=== ACTION ITEM ===
Nothing but an exact copy of the data should be given.

[Opening INFORMATION SUPPLIED section]

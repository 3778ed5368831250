//! Queue Identities
//!
//! The closed set of broker queues the simulation publishes events to.

use std::fmt;
use std::str::FromStr;

use serde::{Serialize, Serializer};

/// A known simulation event queue
#[derive(Debug, Clone, Copy, PartialEq, Eq, Hash, PartialOrd, Ord)]
pub enum QueueKind {
    FoodCreated,
    FoodReduced,
    Birth,
    DeathAge,
    DeathStarvation,
    Reproduction,
}

impl QueueKind {
    /// All kinds in declaration order
    pub const ALL: [QueueKind; 6] = [
        QueueKind::FoodCreated,
        QueueKind::FoodReduced,
        QueueKind::Birth,
        QueueKind::DeathAge,
        QueueKind::DeathStarvation,
        QueueKind::Reproduction,
    ];

    /// Number of known queues
    pub const COUNT: usize = Self::ALL.len();

    /// Broker queue name
    pub fn queue_name(self) -> &'static str {
        match self {
            QueueKind::FoodCreated => "FOOD_CREATED",
            QueueKind::FoodReduced => "FOOD_REDUCED",
            QueueKind::Birth => "BIRTH",
            QueueKind::DeathAge => "DEATH_AGE",
            QueueKind::DeathStarvation => "DEATH_STARVATION",
            QueueKind::Reproduction => "REPRODUCTION",
        }
    }

    /// Position in declaration order
    pub fn index(self) -> usize {
        self as usize
    }
}

impl fmt::Display for QueueKind {
    fn fmt(&self, f: &mut fmt::Formatter<'_>) -> fmt::Result {
        f.write_str(self.queue_name())
    }
}

impl FromStr for QueueKind {
    type Err = String;

    fn from_str(s: &str) -> Result<Self, Self::Err> {
        QueueKind::ALL
            .iter()
            .copied()
            .find(|kind| kind.queue_name() == s)
            .ok_or_else(|| format!("Unknown queue name: {}", s))
    }
}

impl Serialize for QueueKind {
    fn serialize<S: Serializer>(&self, serializer: S) -> Result<S::Ok, S::Error> {
        serializer.serialize_str(self.queue_name())
    }
}
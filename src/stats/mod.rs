//! Simulation metrics
//!
//! Derives population and food figures from the latest queue counts.
//! Failed queues contribute -1 to every formula they appear in.

use crate::queue::{QueueKind, QueueStatistics};

/// Food units produced per FOOD_CREATED event
pub const FOOD_PER_CREATION: i64 = 5;

/// Aggregate figures derived once per cycle
#[derive(Debug, Clone, Default, PartialEq)]
pub struct SimulationMetrics {
    pub available_food: i64,
    pub current_population: i64,
    /// Baseline captured on the first update and frozen afterwards
    pub initial_population: i64,
    /// Ratio of current to initial population
    pub population_growth: f64,
    initial_population_captured: bool,
}

impl SimulationMetrics {
    pub fn new() -> Self {
        Self::default()
    }

    /// Recompute from a fresh snapshot.
    ///
    /// Growth is evaluated before the baseline is captured, so the first
    /// update leaves it at its previous value. It is also left untouched for
    /// as long as the baseline is zero.
    pub fn update(&mut self, statistics: &QueueStatistics) {
        let births = statistics.value(QueueKind::Birth);

        self.current_population = births + statistics.value(QueueKind::DeathAge)
            - statistics.value(QueueKind::DeathStarvation);

        if self.initial_population != 0 {
            self.population_growth =
                self.current_population as f64 / self.initial_population as f64;
        }

        if !self.initial_population_captured {
            self.initial_population = births - statistics.value(QueueKind::Reproduction) / 2;
            self.initial_population_captured = true;
        }

        self.available_food = statistics.value(QueueKind::FoodCreated) * FOOD_PER_CREATION
            - statistics.value(QueueKind::FoodReduced);
    }

    pub fn initial_population_captured(&self) -> bool {
        self.initial_population_captured
    }

    /// Growth as a whole percentage, truncated
    pub fn growth_percent(&self) -> i64 {
        (self.population_growth * 100.0).trunc() as i64
    }
}
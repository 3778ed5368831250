//! Queue Sampler
//!
//! Reads the ready-message count of every known queue once per cycle.
//! A failing queue is logged and recorded as unavailable; the remaining
//! queues are still sampled.

use std::sync::Arc;

use async_trait::async_trait;
use log::{debug, error};

use super::error::{QueueError, QueueResult};
use super::kind::QueueKind;
use super::statistics::{QueueCount, QueueStatistics};

/// Source of per-queue message counts
#[async_trait]
pub trait QueueInspector: Send + Sync {
    /// Ready-message count for the named queue
    async fn message_count(&self, queue_name: &str) -> QueueResult<u32>;
}

/// Samples all known queues through a `QueueInspector`
#[derive(Clone)]
pub struct QueueSampler {
    inspector: Arc<dyn QueueInspector>,
}

impl QueueSampler {
    pub fn new(inspector: Arc<dyn QueueInspector>) -> Self {
        Self { inspector }
    }

    /// Count for a single queue; failures become `Unavailable`
    pub async fn sample(&self, kind: QueueKind) -> QueueCount {
        match self.inspector.message_count(kind.queue_name()).await {
            Ok(count) => {
                debug!("Queue {} has {} ready messages", kind, count);
                QueueCount::Observed(count)
            }
            Err(e) => {
                let e = match e {
                    QueueError::DeclareFailed { .. } => e,
                    other => QueueError::declare_failed(kind.queue_name(), other.to_string()),
                };
                error!("{}", e);
                QueueCount::Unavailable
            }
        }
    }

    /// Fresh counts for every queue, sampled in declaration order
    pub async fn sample_all(&self) -> QueueStatistics {
        let mut statistics = QueueStatistics::new();
        for kind in QueueKind::ALL {
            let count = self.sample(kind).await;
            statistics.set(kind, count);
        }
        statistics
    }
}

[Closing INFORMATION SUPPLIED section]

=== EXPECTED OUTPUT ===
repository 3778ed5368831250
//! Queue Identities
//!
//! The closed set of broker queues the simulation publishes events to.

use std::fmt;
use std::str::FromStr;

use serde::{Serialize, Serializer};

/// A known simulation event queue
#[derive(Debug, Clone, Copy, PartialEq, Eq, Hash, PartialOrd, Ord)]
pub enum QueueKind {
    FoodCreated,
    FoodReduced,
    Birth,
    DeathAge,
    DeathStarvation,
    Reproduction,
}

impl QueueKind {
    /// All kinds in declaration order
    pub const ALL: [QueueKind; 6] = [
        QueueKind::FoodCreated,
        QueueKind::FoodReduced,
        QueueKind::Birth,
        QueueKind::DeathAge,
        QueueKind::DeathStarvation,
        QueueKind::Reproduction,
    ];

    /// Number of known queues
    pub const COUNT: usize = Self::ALL.len();

    /// Broker queue name
    pub fn queue_name(self) -> &'static str {
        match self {
            QueueKind::FoodCreated => "FOOD_CREATED",
            QueueKind::FoodReduced => "FOOD_REDUCED",
            QueueKind::Birth => "BIRTH",
            QueueKind::DeathAge => "DEATH_AGE",
            QueueKind::DeathStarvation => "DEATH_STARVATION",
            QueueKind::Reproduction => "REPRODUCTION",
        }
    }

    /// Position in declaration order
    pub fn index(self) -> usize {
        self as usize
    }
}

impl fmt::Display for QueueKind {
    fn fmt(&self, f: &mut fmt::Formatter<'_>) -> fmt::Result {
        f.write_str(self.queue_name())
    }
}

impl FromStr for QueueKind {
    type Err = String;

    fn from_str(s: &str) -> Result<Self, Self::Err> {
        QueueKind::ALL
            .iter()
            .copied()
            .find(|kind| kind.queue_name() == s)
            .ok_or_else(|| format!("Unknown queue name: {}", s))
    }
}

impl Serialize for QueueKind {
    fn serialize<S: Serializer>(&self, serializer: S) -> Result<S::Ok, S::Error> {
        serializer.serialize_str(self.queue_name())
    }
}
filename src/stats/mod.rs
//! Simulation metrics
//!
//! Derives population and food figures from the latest queue counts.
//! Failed queues contribute -1 to every formula they appear in.

use crate::queue::{QueueKind, QueueStatistics};

/// Food units produced per FOOD_CREATED event
pub const FOOD_PER_CREATION: i64 = 5;

/// Aggregate figures derived once per cycle
#[derive(Debug, Clone, Default, PartialEq)]
pub struct SimulationMetrics {
    pub available_food: i64,
    pub current_population: i64,
    /// Baseline captured on the first update and frozen afterwards
    pub initial_population: i64,
    /// Ratio of current to initial population
    pub population_growth: f64,
    initial_population_captured: bool,
}

impl SimulationMetrics {
    pub fn new() -> Self {
        Self::default()
    }

    /// Recompute from a fresh snapshot.
    ///
    /// Growth is evaluated before the baseline is captured, so the first
    /// update leaves it at its previous value. It is also left untouched for
    /// as long as the baseline is zero.
    pub fn update(&mut self, statistics: &QueueStatistics) {
        let births = statistics.value(QueueKind::Birth);

        self.current_population = births + statistics.value(QueueKind::DeathAge)
            - statistics.value(QueueKind::DeathStarvation);

        if self.initial_population != 0 {
            self.population_growth =
                self.current_population as f64 / self.initial_population as f64;
        }

        if !self.initial_population_captured {
            self.initial_population = births - statistics.value(QueueKind::Reproduction) / 2;
            self.initial_population_captured = true;
        }

        self.available_food = statistics.value(QueueKind::FoodCreated) * FOOD_PER_CREATION
            - statistics.value(QueueKind::FoodReduced);
    }

    pub fn initial_population_captured(&self) -> bool {
        self.initial_population_captured
    }

    /// Growth as a whole percentage, truncated
    pub fn growth_percent(&self) -> i64 {
        (self.population_growth * 100.0).trunc() as i64
    }
}
repository 3778ed5368831250
//! Queue Sampler
//!
//! Reads the ready-message count of every known queue once per cycle.
//! A failing queue is logged and recorded as unavailable; the remaining
//! queues are still sampled.

use std::sync::Arc;

use async_trait::async_trait;
use log::{debug, error};

use super::error::{QueueError, QueueResult};
use super::kind::QueueKind;
use super::statistics::{QueueCount, QueueStatistics};

/// Source of per-queue message counts
#[async_trait]
pub trait QueueInspector: Send + Sync {
    /// Ready-message count for the named queue
    async fn message_count(&self, queue_name: &str) -> QueueResult<u32>;
}

/// Samples all known queues through a `QueueInspector`
#[derive(Clone)]
pub struct QueueSampler {
    inspector: Arc<dyn QueueInspector>,
}

impl QueueSampler {
    pub fn new(inspector: Arc<dyn QueueInspector>) -> Self {
        Self { inspector }
    }

    /// Count for a single queue; failures become `Unavailable`
    pub async fn sample(&self, kind: QueueKind) -> QueueCount {
        match self.inspector.message_count(kind.queue_name()).await {
            Ok(count) => {
                debug!("Queue {} has {} ready messages", kind, count);
                QueueCount::Observed(count)
            }
            Err(e) => {
                let e = match e {
                    QueueError::DeclareFailed { .. } => e,
                    other => QueueError::declare_failed(kind.queue_name(), other.to_string()),
                };
                error!("{}", e);
                QueueCount::Unavailable
            }
        }
    }

    /// Fresh counts for every queue, sampled in declaration order
    pub async fn sample_all(&self) -> QueueStatistics {
        let mut statistics = QueueStatistics::new();
        for kind in QueueKind::ALL {
            let count = self.sample(kind).await;
            statistics.set(kind, count);
        }
        statistics
    }
}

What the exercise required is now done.